Exercise description: From the line containing "pub mod errors;" through the final line of the records, reproduce every line exactly.

Source data:
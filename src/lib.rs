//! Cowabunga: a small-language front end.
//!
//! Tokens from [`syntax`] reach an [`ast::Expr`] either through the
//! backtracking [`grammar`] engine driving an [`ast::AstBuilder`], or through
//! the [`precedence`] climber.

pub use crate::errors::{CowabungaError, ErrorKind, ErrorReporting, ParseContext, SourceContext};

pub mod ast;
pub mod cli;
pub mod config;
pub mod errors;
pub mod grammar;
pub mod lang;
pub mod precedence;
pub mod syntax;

Worked solution:
pub mod errors;
pub mod grammar;
pub mod lang;
pub mod precedence;
pub mod syntax;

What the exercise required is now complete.